EXERCISE DIRECTIONS
Your answer should be the lines from the start of the records through the line with "#[serde(flatten)]", copied word for word.

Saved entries

= Beginning of Section =

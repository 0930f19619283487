//! The `FinetuneJob` child resource.
//!
//! The controller only creates jobs and reads their status; the spec payload is
//! opaque to it and the status is written by the job-level controller.

use serde::{Deserialize, Serialize};
use serde_json::{Map, Value};

use super::meta::{ObjectMeta, Resource};
use super::API_VERSION;

/// Opaque job payload, copied verbatim from the experiment.
#[derive(Debug, Clone, Default, PartialEq, Serialize, Deserialize)]
#[serde(transparent)]
pub struct FinetuneJobSpec(pub Map<String, Value>);

impl FinetuneJobSpec {
    pub fn from_value(value: Value) -> Option<Self> {
        match value {
            Value::Object(map) => Some(Self(map)),
            _ => None,
        }
    }

    pub fn get(&self, key: &str) -> Option<&Value> {
        self.0.get(key)
    }
}

/// Status snapshot maintained by the job-level controller.
///
/// The job controller owns the state vocabulary (`INIT`, `FINETUNE`,
/// `BUILDIMAGE`, `SERVE`, ...), so `state` is kept as an opaque string.
#[derive(Debug, Clone, Default, PartialEq, Serialize, Deserialize)]
#[serde(rename_all = "camelCase")]
pub struct FinetuneJobStatus {
    #[serde(default, skip_serializing_if = "Option::is_none")]
    pub state: Option<String>,
    /// Any further fields the job controller reports, preserved as-is.
    #[serde(flatten)]
    pub extra: Map<String, Value>,
}

#[derive(Debug, Clone, PartialEq, Serialize, Deserialize)]
pub struct FinetuneJob {
    pub metadata: ObjectMeta,
    #[serde(default)]
    pub spec: FinetuneJobSpec,
    #[serde(default)]
    pub status: FinetuneJobStatus,
}

impl FinetuneJob {
    pub fn new(namespace: &str, name: &str, spec: FinetuneJobSpec) -> Self {
        Self {
            metadata: ObjectMeta::new(namespace, name),
            spec,
            status: FinetuneJobStatus::default(),
        }
    }
}

impl Resource for FinetuneJob {
    const API_VERSION: &'static str = API_VERSION;
    const KIND: &'static str = "FinetuneJob";

    fn meta(&self) -> &ObjectMeta {
        &self.metadata
    }

    fn meta_mut(&mut self) -> &mut ObjectMeta {
        &mut self.metadata
    }
}
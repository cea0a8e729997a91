#![allow(clippy::float_cmp)]

use ssp_arcflow::{check_patterns, solve, Formulation, SolveOptions};
use ssp_core::{Instance, Pattern, Tolerance};
use ssp_highs::HighsSolver;
use ssp_model::{Bounds, ComparisonSense, Expr, Model, Solver, SolverConfig, SolverStatus, Variable};

fn init_tracing() {
    let _ = tracing_subscriber::fmt()
        .with_max_level(tracing::Level::DEBUG)
        .try_init();
}

/// Test: minimize 2x + 3y subject to x + y >= 5, x,y >= 0
#[test]
fn test_simple_lp() {
    init_tracing();
    let mut model = Model::new();
    let x = model
        .add_variable(Variable::continuous(Bounds::non_negative()))
        .unwrap();
    let y = model
        .add_variable(Variable::continuous(Bounds::non_negative()))
        .unwrap();
    model
        .add_constraint_expr(Expr::sum([x, y]).compare_scalar(5.0, ComparisonSense::GreaterEqual))
        .unwrap();
    model
        .minimize(Expr::term(x, 2.0).add(&Expr::term(y, 3.0)))
        .unwrap();

    let solution = HighsSolver::new().solve(&model).expect("Failed to solve");

    assert_eq!(solution.status, SolverStatus::Optimal);
    assert!((solution.objective_value - 10.0).abs() < 1e-6);
    assert!((solution.primal_values[0] - 5.0).abs() < 1e-6);
}

/// Test: maximize integer x subject to x <= 1.5
#[test]
fn test_integer_variable_solution() {
    let mut model = Model::new();
    let x = model
        .add_variable(Variable::integer(Bounds::new(0.0, 10.0)))
        .unwrap();
    model.add_constraint_expr(Expr::var(x).at_most(1.5)).unwrap();
    model.maximize(Expr::var(x)).unwrap();

    let solution = HighsSolver::new().solve(&model).unwrap();
    assert_eq!(solution.status, SolverStatus::Optimal);
    assert!((solution.primal_values[0] - 1.0).abs() < 1e-6);
}

#[test]
fn test_infeasible_model_reports_status() {
    let mut model = Model::new();
    let x = model
        .add_variable(Variable::continuous(Bounds::new(2.0, 4.0)))
        .unwrap();
    model.add_constraint_expr(Expr::var(x).at_most(1.0)).unwrap();
    model.maximize(Expr::var(x)).unwrap();

    let solution = HighsSolver::new().solve(&model).unwrap();
    assert_eq!(solution.status, SolverStatus::Infeasible);
    assert!(solution.primal_values.is_empty());
}

fn instance() -> Instance {
    Instance::new(10, vec![6, 5, 4, 3], vec![1, 1, 2, 4]).unwrap()
}

#[test]
fn test_every_formulation_reaches_the_same_optimum() {
    init_tracing();
    let inst = instance();
    for formulation in Formulation::ALL {
        let mut solver = HighsSolver::with_config(SolverConfig::new().with_threads(1));
        let solution = solve(&inst, formulation, &mut solver, &SolveOptions::new())
            .unwrap_or_else(|err| panic!("{formulation}: {err}"));

        assert!(
            (solution.objective_value - 3.0).abs() < 1e-6,
            "{formulation}: objective {}",
            solution.objective_value
        );
        let decoded: f64 = solution.patterns.iter().map(|p| p.multiplicity).sum();
        assert!((decoded - 3.0).abs() < 1e-6, "{formulation}: decoded {decoded}");
        for pattern in &solution.patterns {
            assert!(pattern.length >= inst.threshold(), "{formulation}: {pattern:?}");
        }
        assert!(check_patterns(&inst, &solution.patterns, Tolerance::default()).is_ok());
    }
}

#[test]
fn test_warm_started_solve_keeps_optimum() {
    let inst = instance();
    let patterns = vec![
        Pattern::from_items([0, 2]),
        Pattern::from_items([1, 3, 3]),
        Pattern::from_items([2, 3, 3]),
    ];
    for formulation in Formulation::ALL {
        let options = SolveOptions::new().with_warm_start(patterns.clone());
        let solution = solve(&inst, formulation, &mut HighsSolver::new(), &options)
            .unwrap_or_else(|err| panic!("{formulation}: {err}"));
        assert!((solution.objective_value - 3.0).abs() < 1e-6, "{formulation}");
    }
}

#[test]
fn test_relaxation_bounds_the_integer_optimum() {
    let inst = instance();
    for formulation in Formulation::ALL {
        let options = SolveOptions::new().with_relaxed(true);
        let solution = solve(&inst, formulation, &mut HighsSolver::new(), &options)
            .unwrap_or_else(|err| panic!("{formulation}: {err}"));
        assert!(solution.objective_value >= 3.0 - 1e-6, "{formulation}");
    }
}
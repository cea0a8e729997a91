//! Core data types for skiving stock arc-flow formulations.
//!
//! - [`Instance`]: threshold, item lengths and availabilities
//! - [`NodeSet`]: ordered set of length coordinates with range queries
//! - [`Network`]: arc arena with stable [`ArcId`] handles
//! - [`Pattern`], [`DecodedPattern`]: object compositions produced by decoding
//! - [`FlowValues`], [`Tolerance`]: per-arc flow copies and zero tests

pub mod arc;
pub mod error;
pub mod flow;
pub mod instance;
pub mod network;
pub mod nodes;
pub mod pattern;
pub mod reader;

pub use arc::{Arc, ArcId, ArcKind, ArcNaming, Node};
pub use error::{ArcParseError, InstanceError};
pub use flow::{FlowValues, Tolerance};
pub use instance::Instance;
pub use network::Network;
pub use nodes::NodeSet;
pub use pattern::{merge_patterns, DecodedPattern, PathStep, Pattern};
pub use reader::{read_instance_file, read_instances};
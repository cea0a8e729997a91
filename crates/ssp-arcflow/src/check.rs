//! Availability check for decoded patterns.

use ssp_core::{DecodedPattern, Instance, Tolerance};
use std::fmt;

/// An item used more often than it is available.
#[derive(Debug, Clone, PartialEq)]
pub struct CapacityViolation {
    pub item: usize,
    pub used: f64,
    pub available: u32,
}

impl fmt::Display for CapacityViolation {
    fn fmt(&self, f: &mut fmt::Formatter<'_>) -> fmt::Result {
        write!(
            f,
            "[CAPACITY_EXCEEDED] Item {} used {} times, {} available",
            self.item, self.used, self.available
        )
    }
}

impl std::error::Error for CapacityViolation {}

/// Check that `patterns`, weighted by multiplicity, respect every
/// availability. Items outside the instance count as unavailable.
pub fn check_patterns(
    instance: &Instance,
    patterns: &[DecodedPattern],
    tol: Tolerance,
) -> Result<(), CapacityViolation> {
    let mut used = vec![0.0; instance.len()];
    for decoded in patterns {
        for (item, count) in decoded.pattern().counts() {
            let amount = decoded.multiplicity * f64::from(count);
            match used.get_mut(item) {
                Some(total) => *total += amount,
                None => {
                    return Err(CapacityViolation {
                        item,
                        used: amount,
                        available: 0,
                    })
                }
            }
        }
    }
    for (item, total) in used.into_iter().enumerate() {
        let available = instance.availability(item);
        if tol.is_positive(total - f64::from(available)) {
            return Err(CapacityViolation {
                item,
                used: total,
                available,
            });
        }
    }
    Ok(())
}

#[cfg(test)]
mod tests {
    #![allow(clippy::float_cmp)]

    use super::*;
    use ssp_core::PathStep;

    fn instance() -> Instance {
        Instance::new(10, vec![6, 5, 4, 3], vec![1, 1, 2, 4]).unwrap()
    }

    fn decoded(inst: &Instance, multiplicity: f64, items: &[usize]) -> DecodedPattern {
        DecodedPattern::from_steps(inst, multiplicity, items.iter().map(|&i| PathStep::Item(i)))
    }

    #[test]
    fn accepts_usage_within_availability() {
        let inst = instance();
        let patterns = [decoded(&inst, 1.0, &[0, 2]), decoded(&inst, 2.0, &[3, 3])];
        assert_eq!(check_patterns(&inst, &patterns, Tolerance::default()), Ok(()));
    }

    #[test]
    fn reports_overused_item() {
        let inst = instance();
        let patterns = [decoded(&inst, 1.5, &[2, 3]), decoded(&inst, 1.0, &[2, 1])];
        let violation = check_patterns(&inst, &patterns, Tolerance::default()).unwrap_err();
        assert_eq!(violation.item, 2);
        assert_eq!(violation.used, 2.5);
        assert_eq!(violation.available, 2);
    }
}
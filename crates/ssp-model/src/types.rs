use crate::ids::VariableId;

#[derive(Debug, Clone, Copy, PartialEq, Eq)]
pub enum Sense {
    Minimize,
    Maximize,
}

impl Sense {
    pub fn as_str(self) -> &'static str {
        match self {
            Sense::Minimize => "minimize",
            Sense::Maximize => "maximize",
        }
    }
}

/// Closed interval `[lower, upper]`; either end may be infinite.
#[derive(Debug, Clone, Copy, PartialEq)]
pub struct Bounds {
    pub lower: f64,
    pub upper: f64,
}

impl Bounds {
    pub fn new(lower: f64, upper: f64) -> Self {
        Self { lower, upper }
    }

    pub fn non_negative() -> Self {
        Self::new(0.0, f64::INFINITY)
    }

    pub fn free() -> Self {
        Self::new(f64::NEG_INFINITY, f64::INFINITY)
    }

    pub(crate) fn is_valid(&self) -> bool {
        !self.lower.is_nan() && !self.upper.is_nan() && self.lower <= self.upper
    }

    /// Whether `value` lies in the interval widened by `tolerance` on both ends.
    pub fn contains(&self, value: f64, tolerance: f64) -> bool {
        value >= self.lower - tolerance && value <= self.upper + tolerance
    }
}

#[derive(Debug, Clone, Copy, PartialEq)]
pub struct Variable {
    pub bounds: Bounds,
    pub is_integer: bool,
}

impl Variable {
    pub fn continuous(bounds: Bounds) -> Self {
        Self {
            bounds,
            is_integer: false,
        }
    }

    pub fn integer(bounds: Bounds) -> Self {
        Self {
            bounds,
            is_integer: true,
        }
    }
}

/// Row activity bounds.
#[derive(Debug, Clone, Copy, PartialEq)]
pub struct Constraint {
    pub bounds: Bounds,
}

/// Objective sense and merged linear terms. `sense` is `None` until one of
/// `Model::maximize`/`Model::minimize` is called.
#[derive(Debug, Clone, Default, PartialEq)]
pub struct Objective {
    pub sense: Option<Sense>,
    pub terms: Vec<(VariableId, f64)>,
}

= End of Section =

ANSWER TO THIS PROBLEM
repository 0930f19619283487
//! The `FinetuneJob` child resource.
//!
//! The controller only creates jobs and reads their status; the spec payload is
//! opaque to it and the status is written by the job-level controller.

use serde::{Deserialize, Serialize};
use serde_json::{Map, Value};

use super::meta::{ObjectMeta, Resource};
use super::API_VERSION;

/// Opaque job payload, copied verbatim from the experiment.
#[derive(Debug, Clone, Default, PartialEq, Serialize, Deserialize)]
#[serde(transparent)]
pub struct FinetuneJobSpec(pub Map<String, Value>);

impl FinetuneJobSpec {
    pub fn from_value(value: Value) -> Option<Self> {
        match value {
            Value::Object(map) => Some(Self(map)),
            _ => None,
        }
    }

    pub fn get(&self, key: &str) -> Option<&Value> {
        self.0.get(key)
    }
}

/// Status snapshot maintained by the job-level controller.
///
/// The job controller owns the state vocabulary (`INIT`, `FINETUNE`,
/// `BUILDIMAGE`, `SERVE`, ...), so `state` is kept as an opaque string.
#[derive(Debug, Clone, Default, PartialEq, Serialize, Deserialize)]
#[serde(rename_all = "camelCase")]
pub struct FinetuneJobStatus {
    #[serde(default, skip_serializing_if = "Option::is_none")]
    pub state: Option<String>,
    /// Any further fields the job controller reports, preserved as-is.
    #[serde(flatten)]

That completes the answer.